So, a few years ago I was driving my car and the brakes stopped working. I had never experienced anything like that before, so I had no idea that amongst other routine things, your car needs to have the brake fluid topped. So, I called my dad and he explained about the brake fluid and told me to put some in and I did but it all just leaked out.
A few days later my dad came to look at the car and he discovered that someone had actually tried to cut my brake lines. The brakes and brake lines were made out of metal and someone had tried to file through the lines. I must’ve disturbed them because they didn’t finish the job and actually left the file in the line! They had only managed to saw part way through and so the fluid leaked out slowly and my brakes stopped working just as slowly. Whoever tried to kill me did a very poor job of it!
I never really found out who it was, but the experience was kind of life-changing for me. I basically had to look at my life in a whole different way and one of the things that I realized was that I was not living my life the way I wanted to live it. I was living to please my parents or my grandparents, my uncles or my aunts, my brothers or my sisters or my friends or my significant other and whoever else was in my life. I was trying to make them happy and I wasn’t living life for me and that really kind of hit me hard, like death.
I don’t really have the biggest problem with death. To be honest, I’m not afraid of death but boy am I afraid of not living my life for me and what I realized then is that I wouldn’t have been happy if I had died then. If I had died with my life the way it was then and I made an immediate effort after that to really do things for me. Don’t misunderstand me, it’s not that I don’t love all those other people, but they’re living their own lives and that’s how it should be. They need to live their lives, and not try to live or control mine and equally, I need to live my life and not try to control other’s lives. That extends to telling others how to live their lives because you know, I really feel like that’s a kind of sickness that runs through the American culture. This idea that we have to be and act a certain way and I don’t know when it started, maybe in the 1950s? Go back further in our history, back to say the 1800s when the pioneers settled on ranches, there wasn’t as much pressure for everyone to be this way or that. Of course, there were some rules about dress code and behavior, but on the whole, people were just trying to survive.

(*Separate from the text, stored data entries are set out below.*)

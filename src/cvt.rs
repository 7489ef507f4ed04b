//! Current Value Table.
//!
//! One immutable [`CvtEntry`] per (target, packet), swapped whole on every
//! update. Overrides live beside the entries and only affect reads.

use core::cmp::Reverse;
use core::str::FromStr;
use std::collections::{BTreeMap, HashMap};
use std::sync::{Arc, Mutex, PoisonError, RwLock};
use std::time::{Duration, Instant};

use chrono::{DateTime, Utc};
use serde::{Deserialize, Serialize};
use tracing::debug;

use crate::catalog::{is_reserved_item, Catalog, PacketKind, DEFAULT_LIMITS_SET, RESERVED_ITEM_NAMES};
use crate::error::{CoreError, CoreResult, NotFoundKind};
use crate::limits::{LimitsEngine, LimitsState};
use crate::resolver::{resolve_all, resolve_reserved, PacketTimes, Resolved};
use crate::value::{OverrideType, Value, ValueType};

pub const LATEST_PACKET: &str = "LATEST";

#[derive(Debug, Clone, PartialEq, Serialize, Deserialize)]
pub struct CvtItem {
    pub values: Resolved,
    pub limits_state: Option<LimitsState>,
}

#[derive(Debug, Clone, PartialEq, Serialize, Deserialize)]
pub struct CvtEntry {
    pub target_name: String,
    pub packet_name: String,
    pub times: PacketTimes,
    pub stored: bool,
    pub items: BTreeMap<String, CvtItem>,
}

/// Raw values produced by decommutating one packet.
#[derive(Debug, Clone, PartialEq, Serialize, Deserialize)]
pub struct DecodedPacket {
    pub target_name: String,
    pub packet_name: String,
    pub received_time: DateTime<Utc>,
    pub packet_time: Option<DateTime<Utc>>,
    #[serde(default)]
    pub stored: bool,
    pub values: BTreeMap<String, Value>,
}

/// Resolved item map ready for [`CurrentValueTable::set_packet`].
#[derive(Debug, Clone, PartialEq)]
pub struct CvtUpdate {
    pub target_name: String,
    pub packet_name: String,
    pub received_time: DateTime<Utc>,
    pub packet_time: DateTime<Utc>,
    pub stored: bool,
    pub items: BTreeMap<String, Resolved>,
}

/// Parsed `TARGET__PACKET__ITEM__TYPE[__LIMITS]` address.
#[derive(Debug, Clone, PartialEq, Eq)]
pub struct ItemRequest {
    pub target_name: String,
    pub packet_name: String,
    pub item_name: String,
    pub value_type: ValueType,
    pub with_limits: bool,
}

impl ItemRequest {
    pub fn new(target: &str, packet: &str, item: &str, value_type: ValueType) -> Self {
        Self {
            target_name: target.to_ascii_uppercase(),
            packet_name: packet.to_ascii_uppercase(),
            item_name: item.to_ascii_uppercase(),
            value_type,
            with_limits: false,
        }
    }
}

impl FromStr for ItemRequest {
    type Err = CoreError;

    fn from_str(s: &str) -> CoreResult<Self> {
        let parts: Vec<&str> = s.split("__").collect();
        let with_limits = match parts.len() {
            4 => false,
            5 if parts[4].eq_ignore_ascii_case("LIMITS") => true,
            _ => {
                return Err(CoreError::Validation(format!(
                    "Item '{s}' must be formatted as TGT__PKT__ITEM__TYPE"
                )))
            }
        };
        let mut request = ItemRequest::new(parts[0], parts[1], parts[2], parts[3].parse()?);
        request.with_limits = with_limits;
        Ok(request)
    }
}

/// One result of a batch read.
#[derive(Debug, Clone, PartialEq, Serialize, Deserialize)]
pub struct TlmValue {
    pub value: Value,
    pub limits_state: Option<LimitsState>,
    /// DEFAULT limits of the item when requested with `__LIMITS`
    #[serde(default)]
    pub limits: Option<Vec<f64>>,
}

#[derive(Debug, Clone, PartialEq, Serialize, Deserialize)]
pub struct OverrideEntry {
    pub target_name: String,
    pub packet_name: String,
    pub item_name: String,
    pub value_type: ValueType,
    pub value: Value,
}

type PacketId = (String, String);
type ItemId = (String, String, String);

Anyway, I want to talk about the novel coronavirus, Covid-19, in terms of the opportunity that we have right now to look at our lives. It’s a very scary time. I know a lot of people are scared and I know that I’ve experienced a lot of emotions recently. I was diagnosed with severe depression a couple of years ago and I have actively taken steps to break myself out of this depression and the things that I do to actually feel better on a day to day basis have made me realize that this is an opportunity to examine all of our different emotions.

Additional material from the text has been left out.